**Task objective**: Each line of the data below from the one holding "repository a3c060d77b6cd8fa" to the one holding "pub struct CoordinateTransformer", inclusive, is to be reproduced exactly; no other line belongs in the answer.

........

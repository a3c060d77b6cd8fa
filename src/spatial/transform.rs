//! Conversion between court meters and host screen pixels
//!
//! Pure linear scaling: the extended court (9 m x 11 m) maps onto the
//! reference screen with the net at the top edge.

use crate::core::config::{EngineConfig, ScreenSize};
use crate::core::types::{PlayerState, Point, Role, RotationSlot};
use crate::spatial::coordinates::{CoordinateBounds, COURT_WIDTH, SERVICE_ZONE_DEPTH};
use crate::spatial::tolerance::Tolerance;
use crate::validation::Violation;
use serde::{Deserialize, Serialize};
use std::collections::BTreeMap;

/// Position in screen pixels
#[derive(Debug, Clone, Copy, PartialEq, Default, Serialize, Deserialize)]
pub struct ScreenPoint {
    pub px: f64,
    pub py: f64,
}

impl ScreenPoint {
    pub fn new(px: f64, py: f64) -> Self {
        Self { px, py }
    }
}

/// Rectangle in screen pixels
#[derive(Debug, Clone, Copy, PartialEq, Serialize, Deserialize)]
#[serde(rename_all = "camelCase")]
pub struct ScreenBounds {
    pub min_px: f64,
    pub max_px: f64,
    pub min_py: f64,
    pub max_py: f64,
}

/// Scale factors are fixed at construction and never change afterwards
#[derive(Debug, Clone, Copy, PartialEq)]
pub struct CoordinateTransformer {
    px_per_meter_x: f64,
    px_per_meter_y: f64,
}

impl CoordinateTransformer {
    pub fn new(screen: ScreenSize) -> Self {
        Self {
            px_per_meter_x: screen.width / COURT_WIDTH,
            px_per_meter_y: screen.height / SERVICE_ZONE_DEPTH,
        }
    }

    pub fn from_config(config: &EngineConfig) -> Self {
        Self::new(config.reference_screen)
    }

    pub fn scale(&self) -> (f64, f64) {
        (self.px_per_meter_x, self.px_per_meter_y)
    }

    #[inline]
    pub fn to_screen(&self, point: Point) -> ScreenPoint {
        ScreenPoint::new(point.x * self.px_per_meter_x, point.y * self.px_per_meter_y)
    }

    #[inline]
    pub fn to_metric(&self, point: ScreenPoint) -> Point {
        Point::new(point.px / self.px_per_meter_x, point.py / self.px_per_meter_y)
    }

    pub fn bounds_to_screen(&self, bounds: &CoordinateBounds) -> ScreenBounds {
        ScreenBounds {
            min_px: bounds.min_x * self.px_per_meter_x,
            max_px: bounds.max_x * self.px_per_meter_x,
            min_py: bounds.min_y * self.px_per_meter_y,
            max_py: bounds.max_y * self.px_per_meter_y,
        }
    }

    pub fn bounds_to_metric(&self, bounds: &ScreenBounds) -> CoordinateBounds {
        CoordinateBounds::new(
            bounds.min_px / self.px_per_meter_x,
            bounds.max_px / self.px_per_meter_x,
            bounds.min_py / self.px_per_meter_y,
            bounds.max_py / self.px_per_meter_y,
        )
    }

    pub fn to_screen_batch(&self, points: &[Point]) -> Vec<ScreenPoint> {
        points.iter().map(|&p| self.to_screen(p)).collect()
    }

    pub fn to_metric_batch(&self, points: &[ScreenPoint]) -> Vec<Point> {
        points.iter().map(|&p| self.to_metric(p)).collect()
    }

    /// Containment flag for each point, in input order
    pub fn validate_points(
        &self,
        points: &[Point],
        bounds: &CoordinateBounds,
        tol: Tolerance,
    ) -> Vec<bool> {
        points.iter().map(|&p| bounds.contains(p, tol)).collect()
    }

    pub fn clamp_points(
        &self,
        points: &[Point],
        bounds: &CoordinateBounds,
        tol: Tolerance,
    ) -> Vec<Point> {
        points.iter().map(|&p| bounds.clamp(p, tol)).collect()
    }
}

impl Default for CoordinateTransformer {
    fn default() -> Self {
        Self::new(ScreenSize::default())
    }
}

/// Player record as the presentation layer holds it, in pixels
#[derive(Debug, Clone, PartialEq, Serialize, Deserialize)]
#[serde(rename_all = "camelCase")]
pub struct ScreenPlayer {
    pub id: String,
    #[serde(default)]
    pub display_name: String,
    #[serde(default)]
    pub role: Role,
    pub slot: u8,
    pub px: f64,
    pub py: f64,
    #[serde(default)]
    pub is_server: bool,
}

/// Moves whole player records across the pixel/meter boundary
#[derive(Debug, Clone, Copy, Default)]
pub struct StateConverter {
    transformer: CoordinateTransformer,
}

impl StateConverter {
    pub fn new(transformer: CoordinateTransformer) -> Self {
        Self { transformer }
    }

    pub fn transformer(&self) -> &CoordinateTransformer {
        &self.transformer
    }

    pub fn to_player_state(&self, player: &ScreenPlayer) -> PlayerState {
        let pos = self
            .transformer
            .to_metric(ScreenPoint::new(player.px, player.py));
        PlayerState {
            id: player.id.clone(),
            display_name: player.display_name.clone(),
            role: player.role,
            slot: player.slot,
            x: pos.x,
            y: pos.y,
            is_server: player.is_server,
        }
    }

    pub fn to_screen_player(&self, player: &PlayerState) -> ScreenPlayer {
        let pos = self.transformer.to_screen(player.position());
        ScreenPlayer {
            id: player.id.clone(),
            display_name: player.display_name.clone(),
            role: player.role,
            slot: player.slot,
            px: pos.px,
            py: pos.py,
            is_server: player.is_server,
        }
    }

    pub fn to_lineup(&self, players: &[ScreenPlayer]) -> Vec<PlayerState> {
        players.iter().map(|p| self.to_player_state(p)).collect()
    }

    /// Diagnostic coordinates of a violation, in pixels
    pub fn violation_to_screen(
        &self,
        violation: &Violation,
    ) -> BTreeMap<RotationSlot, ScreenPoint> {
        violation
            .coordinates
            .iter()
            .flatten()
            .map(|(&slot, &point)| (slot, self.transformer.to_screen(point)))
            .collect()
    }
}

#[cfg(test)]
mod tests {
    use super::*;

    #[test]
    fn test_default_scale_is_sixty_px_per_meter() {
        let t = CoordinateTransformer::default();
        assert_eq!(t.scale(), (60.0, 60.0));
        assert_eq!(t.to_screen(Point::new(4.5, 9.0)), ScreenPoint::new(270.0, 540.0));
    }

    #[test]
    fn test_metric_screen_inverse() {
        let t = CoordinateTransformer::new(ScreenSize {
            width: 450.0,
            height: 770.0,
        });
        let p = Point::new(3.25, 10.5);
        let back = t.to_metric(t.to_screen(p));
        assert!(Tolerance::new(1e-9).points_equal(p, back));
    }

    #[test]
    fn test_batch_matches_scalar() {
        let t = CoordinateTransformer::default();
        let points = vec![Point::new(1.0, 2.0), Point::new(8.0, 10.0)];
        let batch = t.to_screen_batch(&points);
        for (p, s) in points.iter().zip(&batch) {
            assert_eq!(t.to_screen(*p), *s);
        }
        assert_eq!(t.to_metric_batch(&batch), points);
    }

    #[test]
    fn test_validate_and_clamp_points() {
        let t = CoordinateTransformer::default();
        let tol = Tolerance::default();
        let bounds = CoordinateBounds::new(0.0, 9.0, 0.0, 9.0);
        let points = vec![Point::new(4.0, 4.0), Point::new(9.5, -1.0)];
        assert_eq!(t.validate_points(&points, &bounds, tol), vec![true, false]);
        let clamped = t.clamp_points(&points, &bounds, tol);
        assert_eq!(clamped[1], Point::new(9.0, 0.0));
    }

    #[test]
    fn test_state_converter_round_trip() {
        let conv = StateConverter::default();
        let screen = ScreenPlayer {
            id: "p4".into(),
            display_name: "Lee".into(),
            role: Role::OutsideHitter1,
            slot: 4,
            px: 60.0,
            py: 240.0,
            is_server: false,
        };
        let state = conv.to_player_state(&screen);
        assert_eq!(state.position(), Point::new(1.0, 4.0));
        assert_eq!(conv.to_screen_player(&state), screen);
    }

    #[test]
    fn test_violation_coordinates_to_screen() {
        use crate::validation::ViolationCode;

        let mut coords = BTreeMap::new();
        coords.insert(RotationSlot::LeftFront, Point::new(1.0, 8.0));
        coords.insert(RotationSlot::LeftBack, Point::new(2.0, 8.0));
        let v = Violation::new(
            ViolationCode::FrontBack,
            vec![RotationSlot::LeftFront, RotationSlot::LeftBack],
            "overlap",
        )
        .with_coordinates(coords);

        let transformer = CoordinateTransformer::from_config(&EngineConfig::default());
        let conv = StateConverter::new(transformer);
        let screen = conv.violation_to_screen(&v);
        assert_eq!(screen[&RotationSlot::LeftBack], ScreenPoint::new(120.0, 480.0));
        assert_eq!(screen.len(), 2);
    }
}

........

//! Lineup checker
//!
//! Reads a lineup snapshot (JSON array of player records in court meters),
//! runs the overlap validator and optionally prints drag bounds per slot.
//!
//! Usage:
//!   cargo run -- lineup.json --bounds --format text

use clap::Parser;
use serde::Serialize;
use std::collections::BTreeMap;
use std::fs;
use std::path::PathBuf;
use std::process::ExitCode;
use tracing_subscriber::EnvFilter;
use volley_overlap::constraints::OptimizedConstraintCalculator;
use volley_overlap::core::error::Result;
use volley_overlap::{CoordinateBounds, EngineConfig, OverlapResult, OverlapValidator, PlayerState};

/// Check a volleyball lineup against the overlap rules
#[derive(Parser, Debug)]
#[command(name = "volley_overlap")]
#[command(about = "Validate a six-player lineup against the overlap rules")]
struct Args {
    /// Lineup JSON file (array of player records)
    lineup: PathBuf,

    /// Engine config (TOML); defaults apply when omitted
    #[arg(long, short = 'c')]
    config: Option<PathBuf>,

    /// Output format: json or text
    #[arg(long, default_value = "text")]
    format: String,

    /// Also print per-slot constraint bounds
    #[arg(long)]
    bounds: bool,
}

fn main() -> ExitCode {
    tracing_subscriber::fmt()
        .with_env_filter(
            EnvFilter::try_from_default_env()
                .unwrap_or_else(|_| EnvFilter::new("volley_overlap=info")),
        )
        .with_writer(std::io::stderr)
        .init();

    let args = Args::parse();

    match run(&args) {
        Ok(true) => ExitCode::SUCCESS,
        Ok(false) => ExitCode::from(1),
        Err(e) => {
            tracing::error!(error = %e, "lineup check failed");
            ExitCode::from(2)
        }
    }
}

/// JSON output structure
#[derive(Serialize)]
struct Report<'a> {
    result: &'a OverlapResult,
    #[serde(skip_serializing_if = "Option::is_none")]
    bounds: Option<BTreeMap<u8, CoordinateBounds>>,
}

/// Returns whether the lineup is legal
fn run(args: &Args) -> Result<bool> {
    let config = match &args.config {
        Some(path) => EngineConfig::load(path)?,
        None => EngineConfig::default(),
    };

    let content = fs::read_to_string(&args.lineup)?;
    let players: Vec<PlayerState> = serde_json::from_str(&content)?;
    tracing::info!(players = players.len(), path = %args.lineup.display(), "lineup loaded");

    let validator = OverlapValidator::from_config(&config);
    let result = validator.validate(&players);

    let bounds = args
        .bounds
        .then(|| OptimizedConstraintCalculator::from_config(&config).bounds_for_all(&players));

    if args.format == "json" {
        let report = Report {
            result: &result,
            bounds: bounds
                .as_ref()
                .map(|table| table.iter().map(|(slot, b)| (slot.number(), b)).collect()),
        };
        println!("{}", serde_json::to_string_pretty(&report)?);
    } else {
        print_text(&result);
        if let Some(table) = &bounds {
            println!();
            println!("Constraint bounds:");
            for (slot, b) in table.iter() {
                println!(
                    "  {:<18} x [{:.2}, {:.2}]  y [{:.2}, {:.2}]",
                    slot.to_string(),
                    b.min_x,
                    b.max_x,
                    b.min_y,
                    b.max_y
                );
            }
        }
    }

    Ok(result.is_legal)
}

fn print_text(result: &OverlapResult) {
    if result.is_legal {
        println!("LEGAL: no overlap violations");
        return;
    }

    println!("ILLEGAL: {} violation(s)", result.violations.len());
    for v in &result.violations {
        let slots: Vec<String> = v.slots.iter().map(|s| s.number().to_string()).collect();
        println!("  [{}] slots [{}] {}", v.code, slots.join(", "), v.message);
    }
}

........

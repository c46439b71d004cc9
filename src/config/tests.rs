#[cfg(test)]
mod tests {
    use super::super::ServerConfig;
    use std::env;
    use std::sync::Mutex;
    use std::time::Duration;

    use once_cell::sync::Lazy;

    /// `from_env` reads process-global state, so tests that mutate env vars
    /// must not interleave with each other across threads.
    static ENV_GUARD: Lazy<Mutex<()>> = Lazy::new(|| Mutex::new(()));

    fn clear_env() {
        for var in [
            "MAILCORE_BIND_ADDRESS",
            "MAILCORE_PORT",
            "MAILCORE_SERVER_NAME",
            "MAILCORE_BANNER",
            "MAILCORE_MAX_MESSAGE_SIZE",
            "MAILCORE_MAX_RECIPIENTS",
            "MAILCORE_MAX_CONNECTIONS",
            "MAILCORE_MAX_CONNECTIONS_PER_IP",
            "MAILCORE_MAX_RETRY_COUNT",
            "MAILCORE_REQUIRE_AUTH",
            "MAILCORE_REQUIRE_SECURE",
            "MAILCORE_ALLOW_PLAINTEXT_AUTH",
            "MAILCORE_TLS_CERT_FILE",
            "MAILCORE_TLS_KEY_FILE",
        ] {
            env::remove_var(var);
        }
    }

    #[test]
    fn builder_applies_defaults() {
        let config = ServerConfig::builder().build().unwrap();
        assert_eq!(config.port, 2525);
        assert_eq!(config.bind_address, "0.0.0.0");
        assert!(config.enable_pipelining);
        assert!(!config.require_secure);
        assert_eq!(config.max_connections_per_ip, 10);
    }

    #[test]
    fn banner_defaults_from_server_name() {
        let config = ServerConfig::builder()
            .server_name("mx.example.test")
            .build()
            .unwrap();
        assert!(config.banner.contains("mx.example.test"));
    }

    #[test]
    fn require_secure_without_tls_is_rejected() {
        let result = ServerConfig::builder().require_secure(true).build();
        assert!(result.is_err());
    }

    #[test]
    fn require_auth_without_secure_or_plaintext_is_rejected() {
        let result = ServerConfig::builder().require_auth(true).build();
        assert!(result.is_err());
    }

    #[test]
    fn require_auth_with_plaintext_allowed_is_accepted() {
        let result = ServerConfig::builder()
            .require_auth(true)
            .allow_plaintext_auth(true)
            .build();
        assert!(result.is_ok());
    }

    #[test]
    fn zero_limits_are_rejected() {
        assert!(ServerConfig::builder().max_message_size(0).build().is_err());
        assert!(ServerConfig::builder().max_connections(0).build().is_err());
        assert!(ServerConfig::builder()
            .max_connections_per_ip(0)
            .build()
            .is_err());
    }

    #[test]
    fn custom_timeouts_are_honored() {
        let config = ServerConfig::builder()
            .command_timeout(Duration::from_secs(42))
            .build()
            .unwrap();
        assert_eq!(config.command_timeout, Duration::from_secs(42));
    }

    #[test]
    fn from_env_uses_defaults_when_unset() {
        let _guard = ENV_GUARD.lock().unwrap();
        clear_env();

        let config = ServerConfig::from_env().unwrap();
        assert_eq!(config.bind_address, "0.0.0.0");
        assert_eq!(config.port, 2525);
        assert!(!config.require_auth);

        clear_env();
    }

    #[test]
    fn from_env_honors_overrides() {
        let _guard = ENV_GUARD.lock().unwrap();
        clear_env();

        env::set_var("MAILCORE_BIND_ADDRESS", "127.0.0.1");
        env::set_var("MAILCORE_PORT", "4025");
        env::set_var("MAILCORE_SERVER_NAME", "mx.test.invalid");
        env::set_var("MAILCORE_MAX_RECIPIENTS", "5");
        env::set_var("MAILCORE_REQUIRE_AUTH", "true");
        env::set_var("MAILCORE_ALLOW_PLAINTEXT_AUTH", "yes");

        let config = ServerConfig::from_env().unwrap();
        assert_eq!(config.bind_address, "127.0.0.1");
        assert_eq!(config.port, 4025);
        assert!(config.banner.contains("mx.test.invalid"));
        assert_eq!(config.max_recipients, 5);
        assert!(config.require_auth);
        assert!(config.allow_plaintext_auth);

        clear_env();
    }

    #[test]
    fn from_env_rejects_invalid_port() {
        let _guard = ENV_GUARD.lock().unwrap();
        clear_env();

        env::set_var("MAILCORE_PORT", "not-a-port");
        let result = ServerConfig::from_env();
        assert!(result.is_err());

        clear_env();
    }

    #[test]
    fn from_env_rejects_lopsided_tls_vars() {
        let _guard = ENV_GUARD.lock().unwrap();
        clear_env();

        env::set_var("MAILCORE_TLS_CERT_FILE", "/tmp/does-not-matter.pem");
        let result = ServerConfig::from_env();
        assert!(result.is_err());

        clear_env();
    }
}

........

**Answer box**:
repository a3c060d77b6cd8fa
filename src/spatial/transform.rs
//! Conversion between court meters and host screen pixels
//!
//! Pure linear scaling: the extended court (9 m x 11 m) maps onto the
//! reference screen with the net at the top edge.

use crate::core::config::{EngineConfig, ScreenSize};
use crate::core::types::{PlayerState, Point, Role, RotationSlot};
use crate::spatial::coordinates::{CoordinateBounds, COURT_WIDTH, SERVICE_ZONE_DEPTH};
use crate::spatial::tolerance::Tolerance;
use crate::validation::Violation;
use serde::{Deserialize, Serialize};
use std::collections::BTreeMap;

/// Position in screen pixels
#[derive(Debug, Clone, Copy, PartialEq, Default, Serialize, Deserialize)]
pub struct ScreenPoint {
    pub px: f64,
    pub py: f64,
}

impl ScreenPoint {
    pub fn new(px: f64, py: f64) -> Self {
        Self { px, py }
    }
}

/// Rectangle in screen pixels
#[derive(Debug, Clone, Copy, PartialEq, Serialize, Deserialize)]
#[serde(rename_all = "camelCase")]
pub struct ScreenBounds {
    pub min_px: f64,
    pub max_px: f64,
    pub min_py: f64,
    pub max_py: f64,
}

/// Scale factors are fixed at construction and never change afterwards
#[derive(Debug, Clone, Copy, PartialEq)]
pub struct CoordinateTransformer {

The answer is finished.